We typically use histograms to visualise the distribution of a variable. Is it normal, bimodal, uniform or skewed? It can quickly reveal mistakes in data or weird outliers.
We can also use histograms to compare different variables. But beware of comparing too many, it can make the graphs difficult to read, and the aim of visualising is to make things easier to understand.
How do we make them?
The geom_ we are using here is geom_histogram(). It takes only one variable in the mapping.
ggplot(penguins, aes(x=body_mass_g)) +
geom_histogram()
`stat_bin()` using `bins = 30`. Pick better value with `binwidth`.
Built into the geom_histogram is the statistical transformation, that counts the number of observations in each bin.
Note the message that this statistical transformation as default uses bins = 30. This is the default number of bins. And it is almost guaranteed that it is not the best number of bins.
Bins can be determined in two ways, either by providing a number of bins:
geom_histogram(bins = 30)
or by specifying the width of the bins:
geom_histogram(binwidth = 500)
Interesting variations
More than one distribution on same axis
We can plot more than one distribution in the same plot.
The addition of alpha = 0.6
makes the bars transparent.
penguins %>%
filter(!is.na(sex)) %>%
ggplot( aes(x=body_mass_g, fill=sex)) +
geom_histogram(alpha = 0.6)
We do not map sex to color, but rather to fill. Color is the color of the outline of the individual bars, fill the inside of the bars.
Upside-down
Or mirrored histogram. One distribution above the x-axis, one below.
The code gets a bit more readable if we construct two different dataframes, one for each sex.
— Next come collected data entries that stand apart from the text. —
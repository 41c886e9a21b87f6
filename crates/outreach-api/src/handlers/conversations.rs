//! Conversation lookups

use axum::{
    extract::{Path, Query, State},
    http::StatusCode,
    Json,
};
use outreach_common::types::PhoneNumber;
use outreach_core::gateway::ConversationStore;
use serde::{Deserialize, Serialize};
use std::sync::Arc;
use uuid::Uuid;

use crate::error::{error_response, from_error, ApiError};
use crate::state::AppState;

#[derive(Debug, Deserialize)]
pub struct ExistsQuery {
    pub phone: String,
}

#[derive(Debug, Serialize, Deserialize)]
pub struct ExistsResponse {
    pub exists: bool,
}

/// Whether the tenant has an open conversation with the phone, under any
/// of its spellings
///
/// GET /api/v1/tenants/:tenant_id/conversations/exists
pub async fn conversation_exists(
    State(state): State<Arc<AppState>>,
    Path(tenant_id): Path<Uuid>,
    Query(query): Query<ExistsQuery>,
) -> Result<Json<ExistsResponse>, ApiError> {
    let phone = PhoneNumber::parse(&query.phone).ok_or_else(|| {
        error_response(
            StatusCode::UNPROCESSABLE_ENTITY,
            "VALIDATION_ERROR",
            format!("Invalid phone number: {}", query.phone),
        )
    })?;

    for variant in phone.variants() {
        let open = state
            .services
            .conversations
            .has_open_conversation(&variant, tenant_id)
            .await
            .map_err(from_error)?;
        if open {
            return Ok(Json(ExistsResponse { exists: true }));
        }
    }

    Ok(Json(ExistsResponse { exists: false }))
}
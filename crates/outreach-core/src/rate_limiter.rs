//! Rate Limiter - Fixed-window send counter per tenant

use crate::cache::{keys, Cache};
use crate::gateway::ErrorReporter;
use crate::metrics::Metrics;
use outreach_common::config::RateLimitConfig;
use outreach_common::Result;
use std::sync::Arc;
use std::time::Duration;
use tracing::{debug, warn};

/// Rate limiter for controlling send rates per tenant.
///
/// Each window is one cache counter whose TTL is set by the first increment.
/// Bursts across a window boundary can pass up to twice the limit.
pub struct RateLimiter {
    cache: Arc<dyn Cache>,
    reporter: Arc<dyn ErrorReporter>,
    metrics: Arc<Metrics>,
    limit: i64,
    window: Duration,
}

impl RateLimiter {
    pub fn new(
        cache: Arc<dyn Cache>,
        reporter: Arc<dyn ErrorReporter>,
        metrics: Arc<Metrics>,
        config: &RateLimitConfig,
    ) -> Self {
        Self {
            cache,
            reporter,
            metrics,
            limit: config.max_per_window as i64,
            window: Duration::from_secs(config.window_secs),
        }
    }

    /// Count one send for the tenant and decide whether it may proceed.
    ///
    /// Rejected calls still count; nothing is refunded.
    pub async fn allow(&self, tenant_token: &str) -> Result<bool> {
        let key = keys::rate_limit(tenant_token);
        let count = self.cache.incr(&key).await?;

        if count == 1 {
            self.cache.expire(&key, self.window).await?;
        }

        if count <= self.limit {
            return Ok(true);
        }

        self.metrics.rate_limited_total.inc();

        if count == self.limit + 1 {
            warn!(
                tenant = tenant_token,
                limit = self.limit,
                "Rate limit reached for tenant"
            );
            self.reporter.alert(&format!(
                "Tenant {} exceeded {} sends per {}s",
                tenant_token,
                self.limit,
                self.window.as_secs()
            ));
        } else {
            debug!(tenant = tenant_token, count, "Rate limit hit");
        }

        Ok(false)
    }

    /// Sends left in the tenant's current window
    pub async fn remaining(&self, tenant_token: &str) -> Result<i64> {
        let used = self
            .cache
            .get(&keys::rate_limit(tenant_token))
            .await?
            .and_then(|v| v.parse::<i64>().ok())
            .unwrap_or(0);
        Ok((self.limit - used).max(0))
    }
}

#[cfg(test)]
mod tests {
    use super::*;
    use crate::cache::MemoryCache;
    use crate::gateway::MemoryErrorReporter;

    fn limiter(limit: u64) -> (RateLimiter, Arc<MemoryErrorReporter>) {
        let reporter = Arc::new(MemoryErrorReporter::new());
        let limiter = RateLimiter::new(
            Arc::new(MemoryCache::new()),
            reporter.clone(),
            Arc::new(Metrics::new().unwrap()),
            &RateLimitConfig {
                max_per_window: limit,
                window_secs: 60,
            },
        );
        (limiter, reporter)
    }

    #[tokio::test(start_paused = true)]
    async fn test_one_rejection_and_one_alert_past_limit() {
        let (limiter, reporter) = limiter(5);

        let mut rejected = 0;
        for _ in 0..6 {
            if !limiter.allow("tenant-a").await.unwrap() {
                rejected += 1;
            }
        }
        assert_eq!(rejected, 1);
        assert_eq!(reporter.alerts().len(), 1);

        for _ in 0..10 {
            assert!(!limiter.allow("tenant-a").await.unwrap());
        }
        assert_eq!(reporter.alerts().len(), 1);
    }

    #[tokio::test(start_paused = true)]
    async fn test_window_resets_after_ttl() {
        let (limiter, reporter) = limiter(2);

        assert!(limiter.allow("t").await.unwrap());
        assert!(limiter.allow("t").await.unwrap());
        assert!(!limiter.allow("t").await.unwrap());
        assert_eq!(limiter.remaining("t").await.unwrap(), 0);

        tokio::time::advance(Duration::from_secs(61)).await;
        assert_eq!(limiter.remaining("t").await.unwrap(), 2);
        assert!(limiter.allow("t").await.unwrap());

        // A new window may alert again
        assert!(limiter.allow("t").await.unwrap());
        assert!(!limiter.allow("t").await.unwrap());
        assert_eq!(reporter.alerts().len(), 2);
    }

    #[tokio::test]
    async fn test_tenants_are_isolated() {
        let (limiter, _) = limiter(1);
        assert!(limiter.allow("a").await.unwrap());
        assert!(!limiter.allow("a").await.unwrap());
        assert!(limiter.allow("b").await.unwrap());
    }
}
The statistical transformation that counts the observations in each bin was build into geom_histogram. We now need to plot the negative count for one of the dataframes. Therefore we have to specify the statistical transformation, in order to place a minus sign in front of it in the second line.
Two individual dataframes are plotted, and we have to specify color, since there
is no grouping variabel that can be mapped to the fill
argument:
male <- penguins %>%
filter(sex == "male")
female <- penguins %>%
filter(sex == "female")
ggplot() +
geom_histogram(aes(x = female$body_mass_g), fill="#69b3a2" ) +
geom_histogram(aes(x = male$body_mass_g, y = -..count.. ), fill= "#404080")
Warning: The dot-dot notation (`..count..`) was deprecated in ggplot2 3.4.0.
ℹ Please use `after_stat(count)` instead.
This warning is displayed once every 8 hours.
Call `lifecycle::last_lifecycle_warnings()` to see where this warning was
generated.
Grid
Trying to plot more than two, max three distributions in the same histogram is
bad pratice because it becomes difficult to visually separate the different
distributions
A good workaround is to plot small multiples
.
We use facetwrap:
penguins %>%
filter(!is.na(sex)) %>%
ggplot(aes(body_mass_g)) +
geom_histogram() +
facet_wrap(vars(species), nrow = 2)
Rather than specifying the variable used to split the data using vars(species)
,
it can be specified using the formula notation ~species
.
nrows and ncols specify the number of rows and columns respectively the the grid.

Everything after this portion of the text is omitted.